Perhaps you could provide more information on this. If it true, it is very worrying. If it is not…
I cannot vouch for the truth of Frau Bahner’s phone call, but today, the earlier editions of the mainstream German online press, were full of it. Their accounts then were mainly based on Frau Bahner’s telephone call as I reported it last night, though in some reports the police do claim she struggled and kicked them first. Since then the accounts seem, from my memory, to have been re-edited.
Commentators are now presuming, that because she is still in the hospital, her detention has been approved by a judge, but I have not heard confirmation of that.
Frau Bahner’s legal case was based on the fact the the Infektions-Schutzgesetz, the Federal Law which deals with infectious diseases, which was revised in 2016, was carefully drafted to ensure that it remained in harmony with the constitution or basic law, the Grundgesetz. This law sets out the principles which must apply when any detailed regulations are drawn up by the different Länder, which have considerable autonomy in this, however much the Federal government strives for uniformity.
One of the main principles of section 5, which deals with the restrictions on individuals to prevent or mitigate epidemics is that of specificity.
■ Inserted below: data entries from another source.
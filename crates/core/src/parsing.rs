use sha2::{Digest, Sha256};
use std::fs::File;
use std::io::Read;
use std::path::{Path, PathBuf};

use crate::models::Recipient;

pub fn compute_sha256_hex(bytes: &[u8]) -> String {
    let mut hasher = Sha256::new();
    hasher.update(bytes);
    hex::encode(hasher.finalize())
}

#[derive(Debug, thiserror::Error)]
pub enum RecipientLoadError {
    #[error("cannot open recipient file {path}: {source}")]
    Open {
        path: PathBuf,
        #[source]
        source: std::io::Error,
    },
    #[error("cannot read recipient file at line {line}: {source}")]
    Read {
        line: u64,
        #[source]
        source: csv::Error,
    },
}

/// A row whose first column did not reduce to a usable number.
#[derive(Debug, Clone, PartialEq, Eq)]
pub struct SkippedRow {
    pub line: u64,
    pub raw: String,
}

#[derive(Debug, Clone, Default)]
pub struct RecipientList {
    pub accepted: Vec<Recipient>,
    pub skipped: Vec<SkippedRow>,
}

impl RecipientList {
    pub fn is_empty(&self) -> bool {
        self.accepted.is_empty()
    }
}

pub fn load_recipients(path: &Path) -> Result<RecipientList, RecipientLoadError> {
    let file = File::open(path).map_err(|source| RecipientLoadError::Open {
        path: path.to_path_buf(),
        source,
    })?;
    parse_recipients(file)
}

/// Reads comma-delimited rows without a header and keeps column 0 of each.
///
/// Blank rows are ignored silently. Every other row that fails
/// [`Recipient::parse`] lands in `skipped` with its raw value; output order
/// follows the file. Other columns are never decoded, so their encoding does
/// not matter.
pub fn parse_recipients<R: Read>(reader: R) -> Result<RecipientList, RecipientLoadError> {
    let mut rdr = csv::ReaderBuilder::new()
        .has_headers(false)
        .flexible(true)
        .from_reader(reader);

    let mut list = RecipientList::default();
    for (idx, record) in rdr.byte_records().enumerate() {
        let record = record.map_err(|source| RecipientLoadError::Read {
            line: source
                .position()
                .map(|p| p.line())
                .unwrap_or(idx as u64 + 1),
            source,
        })?;
        let line = record.position().map(|p| p.line()).unwrap_or(idx as u64 + 1);

        let Some(first) = record.get(0) else {
            continue;
        };
        if record.len() == 1 && first.is_empty() {
            continue;
        }

        let first = String::from_utf8_lossy(first);
        let raw = first.trim();
        match Recipient::parse(raw) {
            Some(recipient) => list.accepted.push(recipient),
            None => {
                tracing::debug!(line, raw, "skipping row without a usable number");
                list.skipped.push(SkippedRow {
                    line,
                    raw: raw.to_string(),
                });
            }
        }
    }
    Ok(list)
}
Measures such as quarantine etc. can only be targeted at named people by means of a written legally binding order. 4 defined categories of such people exist:
1. Kranker a person suffering from an infectious disease.
2. Krankheitsverdächtiger a person whose symptoms suggest he will develop the disease.
3. Ausscheider a person who is excreting the pathogen, who could be a source of infection to the general public, without being either 1 or 2.
4. Ansteckungsverdächtiger a person who one can assume is carrying the pathogen, without being 1,2,or 3.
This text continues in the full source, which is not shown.